(Collected data)
★ ★ ★ ★ ★

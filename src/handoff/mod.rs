//! Cross-context session handoff
//!
//! Establishes a secure channel to a newly spawned execution context and
//! transfers a single-use session token into it exactly once, behind a
//! ready/not-ready handshake with bounded polling retry.

pub mod channel;
pub mod context;
pub mod protocol;

pub use channel::{ChannelEndpoint, Envelope, Message, Origin, SessionPayload};
pub use context::{ContextLauncher, LaunchedContext};
pub use protocol::{HandoffState, SessionHandoff, StateTransition, receive_session};
//! Spawned execution contexts
//!
//! The impersonation flow opens a fresh execution context (a separate tab in
//! a browser deployment) navigated to a neutral waiting view. The navigation
//! target never carries a secret; the session payload only travels over the
//! origin-scoped channel afterwards.

use crate::core::error::AdminError;
use crate::handoff::channel::{ChannelEndpoint, Origin};
use async_trait::async_trait;

/// Opens new execution contexts
#[async_trait]
pub trait ContextLauncher: Send + Sync {
    /// Spawn a context at `target` (a non-secret view path within the same
    /// application) and return the initiator-side channel to it
    async fn launch(&self, origin: &Origin, target: &str) -> Result<LaunchedContext, AdminError>;
}

/// A spawned context as seen from the initiator
///
/// Closing is explicit on the abort paths; a context that is merely dropped
/// (an abandoned handoff) is closed as well so no orphan context outlives
/// its initiator. After a successful delivery the context owns the session
/// and must be released with [`LaunchedContext::detach`].
pub struct LaunchedContext {
    /// Initiator-side endpoint of the channel to the spawned context
    pub channel: ChannelEndpoint,
    on_close: Option<Box<dyn FnOnce() + Send>>,
}

impl LaunchedContext {
    pub fn new(channel: ChannelEndpoint, on_close: impl FnOnce() + Send + 'static) -> Self {
        Self {
            channel,
            on_close: Some(Box::new(on_close)),
        }
    }

    /// Close the spawned context
    pub fn close(mut self) {
        if let Some(close) = self.on_close.take() {
            close();
        }
    }

    /// Let the spawned context outlive the initiator side
    pub fn detach(mut self) {
        self.on_close = None;
    }
}

impl Drop for LaunchedContext {
    fn drop(&mut self) {
        if let Some(close) = self.on_close.take() {
            close();
        }
    }
}

#[cfg(test)]
mod tests {
    use super::*;
    use std::sync::Arc;
    use std::sync::atomic::{AtomicU32, Ordering};

    fn endpoint() -> ChannelEndpoint {
        let origin = Origin::parse("https://org.example.com/x").unwrap();
        ChannelEndpoint::pair(origin.clone(), origin).0
    }

    #[test]
    fn test_close_runs_the_closer_once() {
        let closed = Arc::new(AtomicU32::new(0));
        let counter = Arc::clone(&closed);

        let context = LaunchedContext::new(endpoint(), move || {
            counter.fetch_add(1, Ordering::SeqCst);
        });
        context.close();

        assert_eq!(closed.load(Ordering::SeqCst), 1);
    }

    #[test]
    fn test_drop_closes_an_abandoned_context() {
        let closed = Arc::new(AtomicU32::new(0));
        let counter = Arc::clone(&closed);

        drop(LaunchedContext::new(endpoint(), move || {
            counter.fetch_add(1, Ordering::SeqCst);
        }));

        assert_eq!(closed.load(Ordering::SeqCst), 1);
    }

    #[test]
    fn test_detach_disarms_the_closer() {
        let closed = Arc::new(AtomicU32::new(0));
        let counter = Arc::clone(&closed);

        let context = LaunchedContext::new(endpoint(), move || {
            counter.fetch_add(1, Ordering::SeqCst);
        });
        context.detach();

        assert_eq!(closed.load(Ordering::SeqCst), 0);
    }
}
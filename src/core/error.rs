//! Error handling for privileged member administration
//!
//! This module provides the error taxonomy for gated actions, outcome
//! normalization, and the session handoff protocol, using the thiserror
//! crate for ergonomic error handling.

use thiserror::Error;

/// Main error type for privileged administration operations
#[derive(Error, Debug)]
pub enum AdminError {
    // Operator interaction
    #[error("operation cancelled by the operator")]
    OperatorCancelled,

    #[error("another interactive prompt is already open")]
    PromptBusy,

    // Pre-credential policy checks
    #[error("{reason}")]
    PolicyPrecondition { reason: String },

    // Downstream outcome normalization
    #[error("{message}")]
    Application { message: String },

    #[error("[{action}] request failed without a server message")]
    Transport { action: &'static str },

    // Key material handling
    #[error("key operation failed: {message}")]
    KeyOperation { message: String },

    // Session handoff
    #[error("session handoff timed out before the new context signalled ready")]
    HandoffTimeout,

    #[error("session handoff aborted before delivery")]
    HandoffAborted,

    #[error("the peer execution context is gone")]
    ChannelClosed,

    #[error("invalid execution context address: {href}")]
    InvalidOrigin { href: String },

    // Configuration
    #[error("configuration error: {0}")]
    Config(String),
}

impl AdminError {
    /// Check if this error produces no user-visible notification
    ///
    /// A cancelled prompt is a deliberate operator decision, never an error
    /// to report.
    pub fn is_silent(&self) -> bool {
        matches!(self, Self::OperatorCancelled | Self::PromptBusy)
    }

    /// Check if the operator may retry the action manually
    ///
    /// All errors are terminal for the single attempt; this only signals
    /// whether re-invoking the action can possibly succeed without an
    /// administrator fixing policy or configuration first.
    pub fn is_retryable(&self) -> bool {
        !matches!(
            self,
            Self::PolicyPrecondition { .. } | Self::Config(_) | Self::InvalidOrigin { .. }
        )
    }

    /// Get error code for this error
    pub fn code(&self) -> &'static str {
        match self {
            Self::OperatorCancelled => "OPERATOR_CANCELLED",
            Self::PromptBusy => "PROMPT_BUSY",
            Self::PolicyPrecondition { .. } => "POLICY_PRECONDITION",
            Self::Application { .. } => "APPLICATION_ERROR",
            Self::Transport { .. } => "TRANSPORT_FAILURE",
            Self::KeyOperation { .. } => "KEY_OPERATION_FAILED",
            Self::HandoffTimeout => "HANDOFF_TIMEOUT",
            Self::HandoffAborted => "HANDOFF_ABORTED",
            Self::ChannelClosed => "CHANNEL_CLOSED",
            Self::InvalidOrigin { .. } => "INVALID_ORIGIN",
            Self::Config(_) => "CONFIG_ERROR",
        }
    }
}

#[cfg(test)]
mod tests {
    use super::*;

    #[test]
    fn test_operator_cancelled_is_silent() {
        let error = AdminError::OperatorCancelled;

        assert!(error.is_silent());
        assert!(error.is_retryable());
        assert_eq!(error.code(), "OPERATOR_CANCELLED");
    }

    #[test]
    fn test_application_error_displays_verbatim_message() {
        let error = AdminError::Application {
            message: "Role change is not permitted for this member".to_string(),
        };

        assert_eq!(
            error.to_string(),
            "Role change is not permitted for this member"
        );
        assert!(!error.is_silent());
        assert_eq!(error.code(), "APPLICATION_ERROR");
    }

    #[test]
    fn test_transport_error_names_the_action() {
        let error = AdminError::Transport {
            action: "change_role",
        };

        assert!(error.to_string().contains("change_role"));
        assert_eq!(error.code(), "TRANSPORT_FAILURE");
        assert!(error.is_retryable());
    }

    #[test]
    fn test_policy_precondition_is_not_retryable() {
        let error = AdminError::PolicyPrecondition {
            reason: "Administrator privileges must be activated".to_string(),
        };

        assert!(!error.is_retryable());
        assert!(!error.is_silent());
        assert_eq!(error.code(), "POLICY_PRECONDITION");
    }

    #[test]
    fn test_handoff_errors() {
        assert_eq!(AdminError::HandoffTimeout.code(), "HANDOFF_TIMEOUT");
        assert_eq!(AdminError::HandoffAborted.code(), "HANDOFF_ABORTED");
        assert_eq!(AdminError::ChannelClosed.code(), "CHANNEL_CLOSED");
        assert!(AdminError::HandoffTimeout.is_retryable());
    }

    #[test]
    fn test_invalid_origin_includes_href() {
        let error = AdminError::InvalidOrigin {
            href: "not-a-url".to_string(),
        };

        assert!(error.to_string().contains("not-a-url"));
        assert!(!error.is_retryable());
    }
}
//! Origin-scoped message channel between execution contexts
//!
//! The initiating context and the newly spawned one share no memory; they
//! talk only through this channel. Every inbound envelope declares its
//! origin, and an endpoint honors a message only when that origin matches
//! the expected one exactly. Mismatches are dropped silently (debug-logged
//! only) so the handoff's existence is never leaked to untrusted origins.

use crate::core::error::AdminError;
use crate::core::traits::SessionToken;
use secrecy::SecretString;
use serde::{Deserialize, Serialize};
use std::fmt;
use tokio::sync::mpsc;

/// Channel capacity per direction
const CHANNEL_CAPACITY: usize = 16;

/// The scheme + host[:port] of an execution context address
///
/// Compared with exact string equality; no normalization beyond what the
/// parse performs.
#[derive(Debug, Clone, PartialEq, Eq, Hash, Serialize, Deserialize)]
pub struct Origin(String);

impl Origin {
    /// Extract the origin from a full context address
    ///
    /// `https://org.example.com:8443/settings/members` becomes
    /// `https://org.example.com:8443`.
    pub fn parse(href: &str) -> Result<Self, AdminError> {
        let mut parts = href.splitn(4, '/');

        let scheme = parts.next().unwrap_or("");
        let gap = parts.next();
        let host = parts.next().unwrap_or("");

        if scheme.len() < 2 || !scheme.ends_with(':') || gap != Some("") || host.is_empty() {
            return Err(AdminError::InvalidOrigin {
                href: href.to_string(),
            });
        }

        Ok(Self(format!("{}//{}", scheme, host)))
    }

    pub fn as_str(&self) -> &str {
        &self.0
    }
}

impl fmt::Display for Origin {
    fn fmt(&self, f: &mut fmt::Formatter<'_>) -> fmt::Result {
        f.write_str(&self.0)
    }
}

/// Secret payload delivered exactly once after the `ready` handshake
#[derive(Debug)]
pub struct SessionPayload {
    /// The freshly minted single-use session token
    pub session_token: SessionToken,

    /// The operator's current unlock secret for the target account
    pub unlock_secret: SecretString,
}

/// A message between execution contexts
#[derive(Debug)]
pub enum Message {
    /// The spawned context is ready to receive the session payload
    Ready,

    /// The session payload itself
    Session(SessionPayload),
}

/// A message together with its declared origin
#[derive(Debug)]
pub struct Envelope {
    pub origin: Origin,
    pub message: Message,
}

/// One side of a bidirectional, origin-scoped channel
pub struct ChannelEndpoint {
    local_origin: Origin,
    expected_origin: Origin,
    tx: mpsc::Sender<Envelope>,
    rx: mpsc::Receiver<Envelope>,
}

impl ChannelEndpoint {
    /// Create a connected endpoint pair
    ///
    /// `initiator` is the origin of the context that spawns; `remote` the
    /// origin of the spawned context. For an in-application handoff the two
    /// are the same origin.
    pub fn pair(initiator: Origin, remote: Origin) -> (ChannelEndpoint, ChannelEndpoint) {
        let (to_remote, from_initiator) = mpsc::channel(CHANNEL_CAPACITY);
        let (to_initiator, from_remote) = mpsc::channel(CHANNEL_CAPACITY);

        let initiator_end = ChannelEndpoint {
            local_origin: initiator.clone(),
            expected_origin: remote.clone(),
            tx: to_remote,
            rx: from_remote,
        };
        let remote_end = ChannelEndpoint {
            local_origin: remote,
            expected_origin: initiator,
            tx: to_initiator,
            rx: from_initiator,
        };

        (initiator_end, remote_end)
    }

    pub fn local_origin(&self) -> &Origin {
        &self.local_origin
    }

    pub fn expected_origin(&self) -> &Origin {
        &self.expected_origin
    }

    /// Send a message stamped with this endpoint's own origin
    pub async fn send(&self, message: Message) -> Result<(), AdminError> {
        self.send_raw(Envelope {
            origin: self.local_origin.clone(),
            message,
        })
        .await
    }

    /// Send an envelope with an explicit declared origin
    ///
    /// Exists so callers (and tests) can model messages arriving from
    /// arbitrary origins; the peer's receive path decides whether to honor
    /// them.
    pub async fn send_raw(&self, envelope: Envelope) -> Result<(), AdminError> {
        self.tx
            .send(envelope)
            .await
            .map_err(|_| AdminError::ChannelClosed)
    }

    /// Receive the next message whose declared origin matches the expected
    /// origin exactly
    ///
    /// Envelopes from any other origin are dropped without a reply or an
    /// error. `None` means the peer endpoint is gone.
    pub async fn recv(&mut self) -> Option<Message> {
        while let Some(envelope) = self.rx.recv().await {
            if envelope.origin != self.expected_origin {
                tracing::debug!(
                    origin = %envelope.origin,
                    expected = %self.expected_origin,
                    "dropping message from unexpected origin"
                );
                continue;
            }
            return Some(envelope.message);
        }
        None
    }
}

#[cfg(test)]
mod tests {
    use super::*;

    fn origin() -> Origin {
        Origin::parse("https://org.example.com/settings/members").unwrap()
    }

    #[test]
    fn test_origin_parse_strips_the_path() {
        assert_eq!(origin().as_str(), "https://org.example.com");
    }

    #[test]
    fn test_origin_parse_keeps_the_port() {
        let origin = Origin::parse("https://org.example.com:8443/login").unwrap();
        assert_eq!(origin.as_str(), "https://org.example.com:8443");
    }

    #[test]
    fn test_origin_parse_without_path() {
        let origin = Origin::parse("https://org.example.com").unwrap();
        assert_eq!(origin.as_str(), "https://org.example.com");
    }

    #[test]
    fn test_origin_parse_rejects_garbage() {
        assert!(matches!(
            Origin::parse("not-a-url"),
            Err(AdminError::InvalidOrigin { .. })
        ));
        assert!(matches!(
            Origin::parse(""),
            Err(AdminError::InvalidOrigin { .. })
        ));
        assert!(matches!(
            Origin::parse("https:///path"),
            Err(AdminError::InvalidOrigin { .. })
        ));
    }

    #[test]
    fn test_origins_compare_exactly() {
        let a = Origin::parse("https://org.example.com/x").unwrap();
        let b = Origin::parse("https://org.example.com:443/x").unwrap();

        // no port normalization: these are different origins
        assert_ne!(a, b);
    }

    #[tokio::test]
    async fn test_pair_round_trip() {
        let (initiator, mut remote) = ChannelEndpoint::pair(origin(), origin());

        initiator.send(Message::Ready).await.unwrap();

        assert!(matches!(remote.recv().await, Some(Message::Ready)));
    }

    #[tokio::test]
    async fn test_wrong_origin_is_dropped_silently() {
        let (mut initiator, remote) = ChannelEndpoint::pair(origin(), origin());

        let forged = Origin::parse("https://evil.example.com/x").unwrap();
        remote
            .send_raw(Envelope {
                origin: forged,
                message: Message::Ready,
            })
            .await
            .unwrap();
        remote.send(Message::Ready).await.unwrap();

        // the forged envelope is skipped; only the honest one arrives
        assert!(matches!(initiator.recv().await, Some(Message::Ready)));

        drop(remote);
        assert!(initiator.recv().await.is_none());
    }

    #[tokio::test]
    async fn test_send_after_peer_dropped_is_channel_closed() {
        let (initiator, remote) = ChannelEndpoint::pair(origin(), origin());
        drop(remote);

        let result = initiator.send(Message::Ready).await;
        assert!(matches!(result, Err(AdminError::ChannelClosed)));
    }
}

★ ★ ★ ★ ★

▶ Problem to work on: Would you print, exactly as written, every line above from the one holding "whether to honor" through the one holding "matches the expected", with both included and no other lines?

▶ The answer:
    /// arbitrary origins; the peer's receive path decides whether to honor
    /// them.
    pub async fn send_raw(&self, envelope: Envelope) -> Result<(), AdminError> {
        self.tx
            .send(envelope)
            .await
            .map_err(|_| AdminError::ChannelClosed)
    }

    /// Receive the next message whose declared origin matches the expected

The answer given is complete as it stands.